It’s June – supposedly the month when all restrictions on social distancing and the like will be lifted. Life, allegedly, will return to “normal”. While it remains to be seen quite whether that happens in full – and one can clearly understand government caution around this – one principle does seem to be being established: the vaccines work – particularly in protecting against hospitalisation and death, which in turn reduces pressure on the NHS from any uptick in infections, which is what lockdowns have been primarily designed to ensure. So, we have a real possibility, over the summer, of the post pandemic working environment gradually revealing itself.
I have talked a lot previously in this column about how the future marketplace might function. But that has tended to be in terms of the framework and principles. What I haven’t really touched on is what the actual working day might feel like. And I think it will be very different for people with roles such as mine.
As I write this, I am sat in my office on Leadenhall Street. I have taken to coming in here at least once a week, mainly for a change of scenery. Given the numbers of cars at the station and the increased bustle around EC3 compared to when I was here last autumn, I see I am not alone in embarking on slow switch back to the City.
But it is quite different. I am no longer a devotee of the 7.23am Sevenoaks to London Bridge. Based on the guidance of the train operators that it is best to avoid travelling between 7am and 8am if you do not want to stand in a rather crowded train with somebody else’s breath steaming up your glasses – and I am not quite ready for that level of fun as yet – I am travelling in a bit later. But I can still carry out that morning routine – clear down some emails, look at the day ahead in terms of meetings, see which Hungarian centre-back Arsenal will almost certainly not sign – that I have always done. It just now happens a bit at home and a bit on a seat on a much less crowded train. And I have come today because I have a couple of actual physical meetings with real people, one of which is a lunch indoors, extraordinarily. Had I not, I would probably have chosen another day to come in. And once the last meeting is finished, at about 4.30pm, I will probably go home on another less crowded train because I can finish off what I need to do either on the train or when I get there. All this is, to my mind, much more civilised, but, more importantly to our beloved LIIBA members whose sponsorship we so greatly value, much more productive.

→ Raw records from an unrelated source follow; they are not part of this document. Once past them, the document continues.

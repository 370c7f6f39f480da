//! Engine configuration

use std::path::PathBuf;

/// Default bit rate used when probing fails (bits/sec)
pub const FALLBACK_BIT_RATE: u64 = 128_000;

/// Divisor turning a bit rate into a byte rate
pub const BIT_RATE_DIVISOR: u64 = 8;

/// Broadcast engine configuration options
#[derive(Debug, Clone)]
pub struct EngineConfig {
    /// Audio file broadcast by `start()`
    pub source_path: PathBuf,

    /// Directory searched when resolving effect names
    pub effects_dir: PathBuf,

    /// External audio tool executable
    pub tool_program: String,

    /// Media type passed to the tool for every stream (`-t`)
    pub media_type: String,

    /// Volume of the primary source when mixing
    pub sound_volume: String,

    /// Volume of the effect when mixing
    pub effect_volume: String,

    /// Bit rate used when the probe fails (bits/sec)
    pub fallback_bit_rate: u64,

    /// Bit rate to byte rate divisor
    pub bit_rate_divisor: u64,

    /// Bytes pulled from a source per read
    pub read_chunk_size: usize,

    /// Chunks buffered between a source and its pacing stage
    pub pacing_queue_chunks: usize,

    /// Chunks buffered per listener before chunks are dropped for it
    pub client_buffer_chunks: usize,
}

impl Default for EngineConfig {
    fn default() -> Self {
        Self {
            source_path: PathBuf::from("audio/songs/conversation.mp3"),
            effects_dir: PathBuf::from("audio/fx"),
            tool_program: "sox".to_string(),
            media_type: "mp3".to_string(),
            sound_volume: "0.99".to_string(),
            effect_volume: "0.1".to_string(),
            fallback_bit_rate: FALLBACK_BIT_RATE,
            bit_rate_divisor: BIT_RATE_DIVISOR,
            read_chunk_size: 8 * 1024, // 8KB
            pacing_queue_chunks: 2,
            client_buffer_chunks: 1024,
        }
    }
}

impl EngineConfig {
    /// Create a config broadcasting the given source file
    pub fn with_source(path: impl Into<PathBuf>) -> Self {
        Self {
            source_path: path.into(),
            ..Default::default()
        }
    }

    /// Set the source file
    pub fn source(mut self, path: impl Into<PathBuf>) -> Self {
        self.source_path = path.into();
        self
    }

    /// Set the effects directory
    pub fn effects_dir(mut self, dir: impl Into<PathBuf>) -> Self {
        self.effects_dir = dir.into();
        self
    }

    /// Set the external tool executable
    pub fn tool_program(mut self, program: impl Into<String>) -> Self {
        self.tool_program = program.into();
        self
    }

    /// Set the fallback bit rate
    pub fn fallback_bit_rate(mut self, rate: u64) -> Self {
        self.fallback_bit_rate = rate.max(1);
        self
    }

    /// Set the source read size
    pub fn read_chunk_size(mut self, size: usize) -> Self {
        self.read_chunk_size = size.max(1);
        self
    }

    /// Set the per-listener buffer depth
    pub fn client_buffer_chunks(mut self, chunks: usize) -> Self {
        self.client_buffer_chunks = chunks.max(1);
        self
    }

    /// Set the mixing volumes (primary, effect)
    pub fn volumes(mut self, sound: impl Into<String>, effect: impl Into<String>) -> Self {
        self.sound_volume = sound.into();
        self.effect_volume = effect.into();
        self
    }

    /// Pacing byte rate for a probed bit rate
    pub fn byte_rate(&self, bit_rate: u64) -> u64 {
        (bit_rate / self.bit_rate_divisor.max(1)).max(1)
    }
}

#[cfg(test)]
mod tests {
    use super::*;

    #[test]
    fn test_default_config() {
        let config = EngineConfig::default();

        assert_eq!(config.tool_program, "sox");
        assert_eq!(config.media_type, "mp3");
        assert_eq!(config.sound_volume, "0.99");
        assert_eq!(config.effect_volume, "0.1");
        assert_eq!(config.fallback_bit_rate, 128_000);
        assert_eq!(config.bit_rate_divisor, 8);
    }

    #[test]
    fn test_byte_rate() {
        let config = EngineConfig::default();

        assert_eq!(config.byte_rate(128_000), 16_000);
        // Never paces at zero
        assert_eq!(config.byte_rate(0), 1);
    }

    #[test]
    fn test_builder_chaining() {
        let config = EngineConfig::with_source("/tmp/song.mp3")
            .effects_dir("/tmp/fx")
            .tool_program("/usr/local/bin/sox")
            .fallback_bit_rate(0)
            .read_chunk_size(0)
            .client_buffer_chunks(16)
            .volumes("1.0", "0.2");

        assert_eq!(config.source_path, PathBuf::from("/tmp/song.mp3"));
        assert_eq!(config.effects_dir, PathBuf::from("/tmp/fx"));
        assert_eq!(config.tool_program, "/usr/local/bin/sox");
        assert_eq!(config.fallback_bit_rate, 1);
        assert_eq!(config.read_chunk_size, 1);
        assert_eq!(config.client_buffer_chunks, 16);
        assert_eq!(config.sound_volume, "1.0");
        assert_eq!(config.effect_volume, "0.2");
    }
}
//! Minimal internet radio built on the broadcast engine
//!
//! Run with: cargo run --example radio_server [SOURCE] [FX_DIR] [BIND_ADDR]
//!
//! Examples:
//!   cargo run --example radio_server
//!   cargo run --example radio_server audio/songs/talk.mp3 audio/fx 0.0.0.0:3000
//!
//! ## Listening
//!
//!   ffplay http://localhost:3000/stream
//!   curl -s http://localhost:3000/stream | mpv -
//!
//! ## Operating
//!
//! Type commands on stdin: `start`, `stop`, or an effect name such as
//! `applause`. Requires `sox` with mp3 support on the PATH.

use std::net::SocketAddr;
use std::sync::Arc;

use airwave::{BroadcastEngine, EngineConfig};
use tokio::io::{AsyncBufReadExt, AsyncReadExt, AsyncWriteExt, BufReader};
use tokio::net::{TcpListener, TcpStream};

const RESPONSE_HEADER: &[u8] =
    b"HTTP/1.0 200 OK\r\nContent-Type: audio/mpeg\r\nCache-Control: no-cache\r\n\r\n";

async fn serve_listener(engine: Arc<BroadcastEngine>, mut socket: TcpStream, peer: SocketAddr) {
    // The request itself is irrelevant: every path gets the live stream
    let mut request = [0u8; 1024];
    if socket.read(&mut request).await.is_err() {
        return;
    }

    let (id, mut stream) = engine.register().await;
    tracing::info!(client = %id, peer = %peer, "Listener connected");

    if socket.write_all(RESPONSE_HEADER).await.is_ok() {
        while let Some(chunk) = stream.recv().await {
            if socket.write_all(&chunk).await.is_err() {
                break;
            }
        }
    }

    engine.unregister(id).await;
    tracing::info!(client = %id, peer = %peer, "Listener disconnected");
}

async fn operator_console(engine: Arc<BroadcastEngine>) {
    let mut lines = BufReader::new(tokio::io::stdin()).lines();

    while let Ok(Some(line)) = lines.next_line().await {
        if line.trim().is_empty() {
            continue;
        }
        match engine.handle_command(&line).await {
            Ok(outcome) => println!("{}", outcome),
            Err(e) => println!("error: {}", e),
        }
    }
}

#[tokio::main]
async fn main() -> Result<(), Box<dyn std::error::Error>> {
    let args: Vec<String> = std::env::args().collect();

    tracing_subscriber::fmt()
        .with_env_filter(
            tracing_subscriber::EnvFilter::from_default_env()
                .add_directive("airwave=debug".parse()?)
                .add_directive("radio_server=debug".parse()?),
        )
        .init();

    let mut config = EngineConfig::default();
    if let Some(source) = args.get(1) {
        config = config.source(source);
    }
    if let Some(fx_dir) = args.get(2) {
        config = config.effects_dir(fx_dir);
    }
    let bind_addr: SocketAddr = args
        .get(3)
        .map(String::as_str)
        .unwrap_or("0.0.0.0:3000")
        .parse()?;

    println!("Broadcasting {}", config.source_path.display());
    println!("Effects from {}", config.effects_dir.display());
    println!("Listen at http://{}/stream", bind_addr);
    println!("Commands: start | stop | <effect name>");

    let engine = Arc::new(BroadcastEngine::new(config));
    let listener = TcpListener::bind(bind_addr).await?;

    tokio::spawn(operator_console(Arc::clone(&engine)));

    let accept_loop = async {
        loop {
            match listener.accept().await {
                Ok((socket, peer)) => {
                    let _ = socket.set_nodelay(true);
                    tokio::spawn(serve_listener(Arc::clone(&engine), socket, peer));
                }
                Err(e) => tracing::error!(error = %e, "Failed to accept connection"),
            }
        }
    };

    tokio::select! {
        _ = accept_loop => {}
        _ = tokio::signal::ctrl_c() => {
            println!("\nShutting down...");
            engine.stop().await;
        }
    }

    Ok(())
}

So, I see my role evolving to one in which I am in the City multiple days a week, although not often five. But rarely here for the whole day. In town when meetings are best done in person; at home when the peace and quiet aids concentration. Plus, crucially, in Brussels or Frankfurt or Washington or elsewhere when our need to represent our members’ international interests means face-to-face interaction with overseas government, regulators and colleagues is the optimal approach.
This leads me to a gripe I need to get off my chest. Increasingly, we hear talk about employers “enticing” staff back into the office. On the flipside are those rather draconian firms that have basically announced they will order people back in. Both of these miss what I think is quite an important point: if you employ consenting adults to do a reasonably well defined job, surely you should trust them to make the judgement as to where they best locate themselves to do that job? Otherwise, why else would you trust them to make any other decisions on your behalf?
If you can make that leap, I think you will find that staff, treated like adults and not two-year-olds (which some HR departments have a tendency to want to do) can conclude for themselves that some meetings are better done physically and that co-location can help creative conversations etc and develop the flexible balance between home and office that the pandemic has shown we can all enjoy. This, without it impacting on output. Indeed, I would argue that this will grow as suitably empowered employees thrive in a more mature relationship with their firm.
All that leaves is the question of what to wear. Today, because I am meeting people, I have gone for trousers and a shirt. When I have just come up to town for variety, I have gone jeans. I am not ruling out a suit at some stage – especially in Europe where they have always tended to be more formal. So dress, like location, will be more flexible. And I fervently believe that flexibility and trust will mean the working day delivers a more productive post-pandemic partnership between staff and employer that can only be great news for the market as a whole.